Basic Network Attacks - Wireless networks operate at Layer 1 with Layer 2 protocols for framing link to link connectivity. At Layer 3, all protocols work the same way as they would on a wired network.

To protect the internal network, best practice would be to isolate the wireless segment using firewalls and then implement a Virtual Private Network (VPN) service to authenticate the user of the associated hardware and encrypt all packets into a tunnel before Layer 2 can create the frames and links.

Using Extensible Authentication Protocol (EAP) can enhance control of the traffic, however if the underlying wireless network is left unprotected, it can still be attacked, therefore as previously said, best practice is to secure and isolate the WiFi link.

Bluetooth

Bluetooth Specifications

Personal Area Networks (PANs) are described under the IEEE 802.15 standard. Bluetooth is a standard that is based on the 802.15.1 standard and operates at the physical layer in the 2.4 Ghz range.

This standard was created to replace the RS-232C serial cable standard with a wireless alternative and the complexity of this standard can become confusing.

The four classes of Bluetooth devices are:

Class Power Range
1.0 100mw 100m (~328 feet)
2 2.5mw 10m (~32 feet)
3 1mw 1m (~1 foot)
4 .5mw .5m (~6 inches)

The five different versions of the Bluetooth specifications are:

Version Throughput
1 723Kbps - 1Mbps
2.0 2.1Mbps - 3Mbps
3.0 25Mbits/s
4.0 25Mbits/s
5.0 50Mbits/s

There are several profiles within the specifications. Each device that establishes a connection must be able to support the same profile. Some of the most common profiles include Hands-Free Profile (HFP), Human Interface Device (HID) and Advanced Audio Distribution Profile (A2DP). Each one of these operate on devices that are in use every day.

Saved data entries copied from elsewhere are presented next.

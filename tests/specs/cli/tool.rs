//! `outrun tool` specs: rendering for an agent conversation.

use crate::prelude::*;

#[test]
fn renders_exit_code_and_lines() {
    cli()
        .args(&["tool", r#"{"file_name":"sh","arguments":"-c 'echo hi; echo oops >&2; exit 2'"}"#])
        .passes()
        .stdout_has("ExitCode: 2\n")
        .stdout_has("[Info] hi")
        .stdout_has("[Error] oops");
}

#[test]
fn renders_timeout() {
    cli()
        .args(&["tool", r#"{"file_name":"sleep","arguments":"10","timeout_ms":50}"#])
        .passes()
        .stdout_eq("process did not complete (timeout: true, exit code: none)\n");
}

#[test]
fn schema_describes_parameters() {
    let run = cli().args(&["tool", "--schema"]).passes();
    let json = run.json();
    assert_eq!(json["name"], "run_process");
    assert_eq!(json["parameters"]["required"][0], "file_name");
}

#[test]
fn invalid_json_fails() {
    cli().args(&["tool", "{nope"]).fails().stderr_has("not valid JSON");
}
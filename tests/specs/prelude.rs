//! Shared helpers for CLI specs.

use assert_cmd::Command;
use std::path::{Path, PathBuf};
use std::sync::OnceLock;

/// Path to the `outrun` binary, building it once if the workspace test run
/// did not.
fn outrun_bin() -> &'static Path {
    static BIN: OnceLock<PathBuf> = OnceLock::new();
    BIN.get_or_init(|| {
        let path = assert_cmd::cargo::cargo_bin("outrun");
        if !path.exists() {
            let status = std::process::Command::new(env!("CARGO"))
                .args(["build", "-p", "outrun", "--bin", "outrun"])
                .current_dir(env!("CARGO_MANIFEST_DIR"))
                .status()
                .expect("failed to invoke cargo");
            assert!(status.success(), "building outrun failed");
        }
        path
    })
}

/// Builder for one `outrun` invocation with a clean, uncolored environment.
pub fn cli() -> Cli {
    let mut cmd = Command::new(outrun_bin());
    cmd.env("NO_COLOR", "1")
        .env_remove("COLOR")
        .env_remove("OUTRUN_LOG")
        .env_remove("OUTRUN_LOG_FILE")
        .env_remove("OUTRUN_TIMEOUT_MS")
        .env_remove("RUST_LOG");
    Cli { cmd }
}

pub struct Cli {
    cmd: Command,
}

impl Cli {
    pub fn args(mut self, args: &[&str]) -> Self {
        self.cmd.args(args);
        self
    }

    pub fn env(mut self, key: &str, value: impl AsRef<std::ffi::OsStr>) -> Self {
        self.cmd.env(key, value);
        self
    }

    pub fn current_dir(mut self, dir: &Path) -> Self {
        self.cmd.current_dir(dir);
        self
    }

    fn output(mut self) -> std::process::Output {
        self.cmd.output().expect("failed to run outrun")
    }

    /// Run and expect exit code 0.
    pub fn passes(self) -> Run {
        let run = Run::from(self.output());
        assert_eq!(run.code, Some(0), "expected success\nstdout:\n{}\nstderr:\n{}", run.stdout, run.stderr);
        run
    }

    /// Run and expect a non-zero exit code.
    pub fn fails(self) -> Run {
        let run = Run::from(self.output());
        assert_ne!(run.code, Some(0), "expected failure\nstdout:\n{}\nstderr:\n{}", run.stdout, run.stderr);
        run
    }

    /// Run and expect exactly `code`.
    pub fn exits_with(self, code: i32) -> Run {
        let run = Run::from(self.output());
        assert_eq!(run.code, Some(code), "unexpected exit\nstdout:\n{}\nstderr:\n{}", run.stdout, run.stderr);
        run
    }
}

/// Captured result of one invocation.
pub struct Run {
    pub code: Option<i32>,
    pub stdout: String,
    pub stderr: String,
}

impl From<std::process::Output> for Run {
    fn from(output: std::process::Output) -> Self {
        Self {
            code: output.status.code(),
            stdout: String::from_utf8_lossy(&output.stdout).into_owned(),
            stderr: String::from_utf8_lossy(&output.stderr).into_owned(),
        }
    }
}

impl Run {
    pub fn stdout_has(self, needle: &str) -> Self {
        assert!(self.stdout.contains(needle), "stdout missing {needle:?}:\n{}", self.stdout);
        self
    }

    pub fn stdout_lacks(self, needle: &str) -> Self {
        assert!(!self.stdout.contains(needle), "stdout unexpectedly has {needle:?}:\n{}", self.stdout);
        self
    }

    pub fn stderr_has(self, needle: &str) -> Self {
        assert!(self.stderr.contains(needle), "stderr missing {needle:?}:\n{}", self.stderr);
        self
    }

    pub fn stdout_eq(self, expected: &str) -> Self {
        similar_asserts::assert_eq!(self.stdout.as_str(), expected);
        self
    }

    pub fn json(&self) -> serde_json::Value {
        serde_json::from_str(&self.stdout).expect("stdout is not JSON")
    }
}
// SPDX-License-Identifier: BUSL-1.1
// Copyright (c) 2026 Alfred Jean LLC

use super::*;
use serial_test::serial;

fn plain() -> String {
    format!("{:?}", Styles::plain())
}

#[test]
#[serial]
fn styles_returns_styled_when_color_forced() {
    std::env::set_var("COLOR", "1");
    std::env::remove_var("NO_COLOR");

    assert_ne!(format!("{:?}", styles()), plain());
    std::env::remove_var("COLOR");
}

#[test]
#[serial]
fn no_color_wins_over_forced_color() {
    std::env::set_var("NO_COLOR", "1");
    std::env::set_var("COLOR", "1");

    assert_eq!(format!("{:?}", styles()), plain());
    assert_eq!(failure("timed out"), "timed out");
    std::env::remove_var("NO_COLOR");
    std::env::remove_var("COLOR");
}

#[test]
#[serial]
fn forced_color_wraps_in_ansi256() {
    std::env::set_var("COLOR", "1");
    std::env::remove_var("NO_COLOR");

    assert_eq!(muted("exited 0"), "\x1b[38;5;240mexited 0\x1b[0m");
    assert_eq!(failure("failed"), "\x1b[38;5;167mfailed\x1b[0m");
    std::env::remove_var("COLOR");
}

Devices associate with a host on a link-by-link basis, and because they are wireless, the opportunity for spoofing and sniffing exists. Actually, sniff is the state a device goes into as it waits for data.

Based on the sharing of a link key, two devices are paired. After the pairing has been established, information is shared about the device name, device class, services supported and additional technical information. With this combination a signature can be formed that allows the devices to cryptographically authenticate each other, at which point they are known to be "bonded".

There are several different modes by which two devices can be bonded. When a symmetric key is involved, it is often derived from a number, usually 0000, but there are many other factors involved that make that number less important.

Bluetooth Network Attacks

There are two types of Bluetooth attacks:

  • Bluejacking
  • Bluesnarfing

Bluejacking - is mostly an injection technique. The compromising of data is not involved, however it can be startling or embarrassing to the victim. The payload could be in a form of a vCard or text message and therefore social engineering is possible.

Bluesnarfing - does involve invasive measures. The attacker is allowed to view data stored on the remote device by way of a connection. The vulnerability that made this attack possible was patched in the specification itself, so the victims must either be a legacy device or be using an incorrect implementation of the standard.